Nintendo is back in the black, and back in the game
After a few years of swimming around the red, 2015 saw Nintendo turn a profit again. Okay, so that result had at least something to do with the Japanese yen depreciating against the US dollar, but still: nice one, Mario and company.
It's easy to point and laugh at the Wii U for being the weakest of the main three consoles available to consumers right now. But while it's fair enough to criticize Nintendo's twin-screen system for its lesser processing power versus the PS4 and Xbox One, and desperate shortage of third-party-developed titles, how's this for a not-quite-hot take on the state of contemporary console libraries: the Wii U has by far the best exclusive games of the three. Super Mario 3D World. Mario Kart 8. Splatoon. Bayonetta 2. The Wonderful 101. Super Mario Maker. Pikmin 3. Super Smash Bros. FAST Racing Neo. I'll count ZombiU as an exclusive, too. I'd take any one of these over 90 percent of the exclusive output on Sony and Microsoft machines.
Now you've picked yourself up from the floor after a bout of guffawing so raw you almost coughed up your Christmas spouts, what's no laughing matter at all is the sales for Nintendo's 3DS. Sony's flatlining PlayStation Vita hasn't simply been beaten by its only real handheld rival, it's been obliterated.
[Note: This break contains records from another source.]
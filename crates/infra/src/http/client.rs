use std::fmt::Display;
use std::future::Future;
use std::time::Duration;

use docbridge_common::resilience::RetryPolicy;
use docbridge_domain::constants::{
    DEFAULT_REQUEST_TIMEOUT_SECS, DEFAULT_TRANSPORT_BASE_DELAY_MS, DEFAULT_TRANSPORT_MAX_ATTEMPTS,
};
use docbridge_domain::{DocStoreError, Result, RetrySettings};
use reqwest::{Client as ReqwestClient, Method, RequestBuilder, Response, StatusCode};
use tracing::debug;

use crate::errors::conversions::from_http;

/// `User-Agent` sent by clients built from settings.
pub const USER_AGENT: &str = concat!("docbridge/", env!("CARGO_PKG_VERSION"));

/// HTTP client with built-in retry and timeout support.
///
/// A response is definitive when its status is 2xx or 404; anything else is
/// retried with linear backoff until the attempt budget runs out.
#[derive(Clone)]
pub struct HttpClient {
    client: ReqwestClient,
    policy: RetryPolicy,
}

impl HttpClient {
    /// Start building a new HTTP client.
    pub fn builder() -> HttpClientBuilder {
        HttpClientBuilder::default()
    }

    /// Convenience constructor with default configuration.
    pub fn new() -> Result<Self> {
        Self::builder().build()
    }

    /// Client configured from loaded retry settings.
    pub fn from_settings(settings: &RetrySettings) -> Result<Self> {
        Self::builder()
            .timeout(Duration::from_secs(settings.request_timeout_secs))
            .max_attempts(settings.transport_max_attempts)
            .base_backoff(Duration::from_millis(settings.transport_base_delay_ms))
            .user_agent(USER_AGENT)
            .build()
    }

    pub fn policy(&self) -> &RetryPolicy {
        &self.policy
    }

    /// Create a request builder using the underlying reqwest client.
    pub fn request<U>(&self, method: Method, url: U) -> RequestBuilder
    where
        U: reqwest::IntoUrl,
    {
        self.client.request(method, url)
    }

    /// Execute the provided request builder with retry semantics.
    ///
    /// On exhaustion the last response is returned if any attempt produced
    /// one; otherwise the last transport error is returned unchanged.
    ///
    /// # Errors
    /// `DocStoreError::Internal` if the request cannot be built or its body
    /// cannot be cloned for a retry; `DocStoreError::Transport` if no attempt
    /// produced a response.
    pub async fn send(&self, builder: RequestBuilder) -> Result<Response> {
        let request = builder.build().map_err(from_http)?;
        if request.try_clone().is_none() {
            return Err(DocStoreError::Internal(
                "request body cannot be cloned; buffer the body to enable retries".into(),
            ));
        }

        let method = request.method().clone();
        let url = request.url().clone();
        let client = &self.client;

        retry_until_definitive(
            &self.policy,
            move |attempt| {
                let next = request.try_clone();
                let method = method.clone();
                let url = url.clone();
                async move {
                    let request = next.ok_or_else(|| {
                        DocStoreError::Internal("request body cannot be cloned".into())
                    })?;
                    debug!(attempt, %method, %url, "sending HTTP request");

                    let response = client.execute(request).await.map_err(from_http)?;
                    debug!(attempt, %method, %url, status = %response.status(), "received HTTP response");
                    Ok(response)
                }
            },
            |response: &Response| is_definitive(response.status()),
        )
        .await
    }
}

/// 2xx, or 404 which no retry can fix.
fn is_definitive(status: StatusCode) -> bool {
    status.is_success() || status == StatusCode::NOT_FOUND
}

/// Run `attempt` until it yields a definitive value or the policy's attempt
/// budget is spent, sleeping the policy's backoff in between.
///
/// `attempt` receives the 1-based attempt number. Errors and non-definitive
/// values are both retried. On exhaustion the most recent value is returned
/// if any attempt produced one, otherwise the last error.
pub async fn retry_until_definitive<T, E, F, Fut, D>(
    policy: &RetryPolicy,
    mut attempt: F,
    is_definitive: D,
) -> std::result::Result<T, E>
where
    F: FnMut(u32) -> Fut,
    Fut: Future<Output = std::result::Result<T, E>>,
    D: Fn(&T) -> bool,
    E: Display,
{
    let max_attempts = policy.max_attempts.max(1);
    let mut last_value = None;
    let mut current = 1u32;

    loop {
        let exhausted = current >= max_attempts;

        match attempt(current).await {
            Ok(value) if is_definitive(&value) || exhausted => return Ok(value),
            Ok(value) => {
                debug!(attempt = current, max_attempts, "non-definitive response, retrying");
                last_value = Some(value);
            }
            Err(err) if exhausted => return last_value.map_or(Err(err), Ok),
            Err(err) => {
                debug!(attempt = current, max_attempts, error = %err, "attempt failed, retrying");
            }
        }

        policy.wait_before(current).await;
        current += 1;
    }
}

/// Builder for [`HttpClient`].
#[derive(Debug)]
pub struct HttpClientBuilder {
    timeout: Duration,
    max_attempts: u32,
    base_backoff: Duration,
    user_agent: Option<String>,
}

impl Default for HttpClientBuilder {
    fn default() -> Self {
        Self {
            timeout: Duration::from_secs(DEFAULT_REQUEST_TIMEOUT_SECS),
            max_attempts: DEFAULT_TRANSPORT_MAX_ATTEMPTS,
            base_backoff: Duration::from_millis(DEFAULT_TRANSPORT_BASE_DELAY_MS),
            user_agent: None,
        }
    }
}

impl HttpClientBuilder {
    pub fn timeout(mut self, timeout: Duration) -> Self {
        self.timeout = timeout;
        self
    }

    /// Configure the total number of attempts (initial try + retries).
    pub fn max_attempts(mut self, attempts: u32) -> Self {
        self.max_attempts = attempts.max(1);
        self
    }

    pub fn base_backoff(mut self, backoff: Duration) -> Self {
        self.base_backoff = backoff;
        self
    }

    pub fn user_agent(mut self, agent: impl Into<String>) -> Self {
        self.user_agent = Some(agent.into());
        self
    }

    pub fn build(self) -> Result<HttpClient> {
        let mut builder = ReqwestClient::builder().timeout(self.timeout).no_proxy();

        if let Some(agent) = self.user_agent {
            builder = builder.user_agent(agent);
        }

        let client = builder
            .build()
            .map_err(|err| DocStoreError::Config(format!("failed to build HTTP client: {err}")))?;

        Ok(HttpClient {
            client,
            policy: RetryPolicy::transport(self.max_attempts, self.base_backoff),
        })
    }
}
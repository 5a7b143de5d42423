//! Infrastructure error conversions

pub mod conversions;

pub use conversions::InfraError;
//! Domain types and models

pub mod credential;
pub mod diagnostics;
pub mod drive;
pub mod site;

pub use credential::BearerCredential;
pub use diagnostics::{DiagnosticReport, ErrorDetails, FileAccessReport, FileDetails};
pub use drive::{Drive, DriveItem, FileFacet, FolderFacet, ItemReference};
pub use site::SiteId;
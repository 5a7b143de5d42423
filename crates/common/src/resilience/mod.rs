//! Resilience patterns for transient remote failures
//!
//! Two retry layers share these primitives:
//! - the transport wrapper, which repeats a single HTTP call with **linear**
//!   backoff until it sees a definitive response
//! - the operation orchestrator, which repeats a whole unit of work (fresh
//!   credential included) with **exponential** backoff
//!
//! Policies are plain values; the loops that consume them live next to the
//! code they protect.

pub mod retry;

pub use retry::{BackoffStrategy, RetryPolicy};
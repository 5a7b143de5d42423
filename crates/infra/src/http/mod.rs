//! HTTP transport with retry

pub mod client;

pub use client::{retry_until_definitive, HttpClient, HttpClientBuilder};
//! Common utilities shared across DocBridge crates.
//!
//! # Feature Tiers
//!
//! - `runtime` (default): retry policies and backoff helpers that sleep on the
//!   Tokio timer

#![forbid(unsafe_code)]
#![warn(rust_2018_idioms)]
#![warn(clippy::all, clippy::perf, clippy::complexity, clippy::suspicious)]

#[cfg(feature = "runtime")]
pub mod resilience;

#[cfg(feature = "runtime")]
pub use resilience::{BackoffStrategy, RetryPolicy};
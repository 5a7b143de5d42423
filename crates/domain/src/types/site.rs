//! Remote site identity

use std::fmt;

use serde::{Deserialize, Serialize};

/// Opaque site key assigned by the remote document API.
///
/// Never constructed from user input; only from a site-lookup response.
#[derive(Debug, Clone, PartialEq, Eq, Hash, Serialize, Deserialize)]
#[serde(transparent)]
pub struct SiteId(String);

impl SiteId {
    pub fn new(id: impl Into<String>) -> Self {
        Self(id.into())
    }

    pub fn as_str(&self) -> &str {
        &self.0
    }
}

impl fmt::Display for SiteId {
    fn fmt(&self, f: &mut fmt::Formatter<'_>) -> fmt::Result {
        f.write_str(&self.0)
    }
}

impl AsRef<str> for SiteId {
    fn as_ref(&self) -> &str {
        &self.0
    }
}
Over 53 million 3DS consoles have been sold since early 2011, against something like 13 million Vitas (although it launched several months later). And in new business, Nintendo has now sold over 21 million amiibo figures, showing that they've been able to break into the "toys to life" market once dominated by Skylanders without breaking a sweat.
And next up is the NX, the ninth-generation Nintendo console that may or may not come out in 2016. The company is promising a completely new gaming experience, a machine that operates both as an in-home system and portable device. Recent reports on what could be a leaked patent for the NX suggest the controller will feature both a touch screen and twin analogue sticks, but do away with the familiar foursome of face buttons. "We're not building the next Wii, or Wii U," is what company president Tatsumi Kimishima told Time in early December 2015, and that gets me excited. Nintendo has always led the games industry in terms of innovation, and I can't wait to see where they go next.
One inevitable step, regardless of the NX's arrival, is a price drop for the Wii U. Nudge it down from around £200 in the UK, or $250 in the US, and it immediately becomes everybody's "second system" of choice. Speak to many PC gamers and they'll tell you that it's a perfect complement to their mainline setup, and the same should become the case amongst PlayStation and Xbox aficionados.
The initially Xbox-only 'Rise of the Tomb Raider' goes multi-platform
Seriously, it's great, one of the ten percent, and the sooner that PC and PS4 users get their hands on it, in Q1 and Q4 of 2016 respectively, the better.